Cocaine accounts for up to 25% of acute myocardial infarction in people aged 18 to 45 years. The lifetime risk of non-fatal myocardial infarction with cocaine use is 7 times the risk in non-users.[27] In the hour after cocaine is used, the risk of myocardial infarction is 24 times the baseline risk. It is probably due to cocaine-induced coronary vasospasm and thrombosis, in addition to a direct effect on heart rate and arterial pressure. Cocaine also has direct myocardial toxic properties.[1]

An independent predictor of future myocardial infarction in otherwise healthy people.[28][29]

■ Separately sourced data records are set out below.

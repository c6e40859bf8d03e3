use std::process::ExitCode;
use std::sync::{Arc, Mutex};

use facegate_cli::cli::OutputMode;
use facegate_cli::commands::{CommandHandler, DoctorHandler};
use facegate_cli::doctor::{
    run_doctor_with, CheckStatus, DoctorCheck, DoctorContext, DoctorOutcome, DoctorPaths,
};
use facegate_cli::errors::{AppError, ErrorKind};
use facegate_config::ResolvedConfig;
use tempfile::TempDir;

fn outcome_with(status: CheckStatus) -> DoctorOutcome {
    DoctorOutcome {
        ok: status != CheckStatus::Fail,
        checks: vec![DoctorCheck {
            name: "token_secret".into(),
            status,
            message: "token_secret_file is not configured".into(),
            path: None,
        }],
    }
}

fn context_in(tmp: &TempDir) -> DoctorContext {
    let mut fallback = ResolvedConfig::default();
    fallback.embedding_store_dir = tmp.path().join("identities");
    fallback.notes_store_dir = tmp.path().join("notes");
    DoctorContext {
        paths: DoctorPaths {
            config_paths: vec![tmp.path().join("missing.toml")],
        },
        fallback_config: fallback,
        backend_available: false,
    }
}

#[test]
fn failed_check_exits_with_one_after_rendering() {
    let tmp = TempDir::new().unwrap();
    let renders = Arc::new(Mutex::new(Vec::new()));
    let handler = DoctorHandler::with_dependencies(
        context_in(&tmp),
        |_ctx| Ok(outcome_with(CheckStatus::Fail)),
        {
            let renders = Arc::clone(&renders);
            move |outcome, mode| {
                renders.lock().unwrap().push((outcome.ok, mode));
                Ok(())
            }
        },
    );

    let code = handler.execute(OutputMode::Human, true).unwrap();
    assert_eq!(code, ExitCode::from(1));
    assert_eq!(*renders.lock().unwrap(), vec![(false, OutputMode::Human)]);
}

#[test]
fn warnings_alone_exit_successfully() {
    let tmp = TempDir::new().unwrap();
    let handler = DoctorHandler::with_dependencies(
        context_in(&tmp),
        |_ctx| Ok(outcome_with(CheckStatus::Warn)),
        |_outcome, _mode| Ok(()),
    );
    assert_eq!(
        handler.execute(OutputMode::Json, false).unwrap(),
        ExitCode::SUCCESS
    );
}

#[test]
fn handler_passes_its_context_to_the_runner() {
    let tmp = TempDir::new().unwrap();
    let expected = tmp.path().join("missing.toml");
    let handler = DoctorHandler::with_dependencies(
        context_in(&tmp),
        move |ctx| {
            assert_eq!(ctx.paths.config_paths, vec![expected.clone()]);
            assert!(!ctx.backend_available);
            Ok(outcome_with(CheckStatus::Pass))
        },
        |_outcome, _mode| Ok(()),
    );
    assert_eq!(
        handler.execute(OutputMode::Json, false).unwrap(),
        ExitCode::SUCCESS
    );
}

#[test]
fn real_checks_flag_missing_backend_and_secret() {
    let tmp = TempDir::new().unwrap();
    let handler =
        DoctorHandler::with_dependencies(context_in(&tmp), run_doctor_with, |outcome, _mode| {
            let failing: Vec<&str> = outcome
                .checks
                .iter()
                .filter(|check| check.status == CheckStatus::Fail)
                .map(|check| check.name.as_str())
                .collect();
            assert!(failing.contains(&"embedding_backend"));
            assert!(failing.contains(&"token_secret"));
            Ok(())
        });
    assert_eq!(
        handler.execute(OutputMode::Json, false).unwrap(),
        ExitCode::from(1)
    );
}

#[test]
fn runner_errors_propagate() {
    let tmp = TempDir::new().unwrap();
    let handler = DoctorHandler::with_dependencies(
        context_in(&tmp),
        |_ctx| Err(AppError::Internal("boom".into())),
        |_outcome, _mode| Ok(()),
    );

    let err = handler.execute(OutputMode::Json, false).unwrap_err();
    assert_eq!(err.kind(), ErrorKind::Internal);
}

Stent thrombosis or in-stent restenosis may cause STEMI, NSTEMI, or unstable angina. Both stent thrombosis and restenosis have complex causes, triggers, pathophysiology, and risk factors. Of importance, premature cessation of antiplatelet agents in patients with stents (drug-eluting and bare-metal) may trigger an acute coronary syndrome.[30]

Patients with chronic kidney disease have increased risk of NSTEMI and worsened prognosis following an NSTEMI.[31]

NSTEMI is a relatively common complication of all types of surgical and non-surgical procedures. Type of surgery, patient risk factors, and prior patient history are important contributors to postoperative NSTEMI. Often this is detected as a rise in cardiac markers in the days following the surgical procedure. Preoperative risk assessment and additional steps to reduce the risk of myocardial ischaemia/stress may prevent this complication or enable early recognition and therapy.[32]

Untreated moderate to severe obstructive sleep apnoea (OSA) has been associated with a 17% increase in relative risk of cardiovascular events compared to risk in patients without OSA.[33]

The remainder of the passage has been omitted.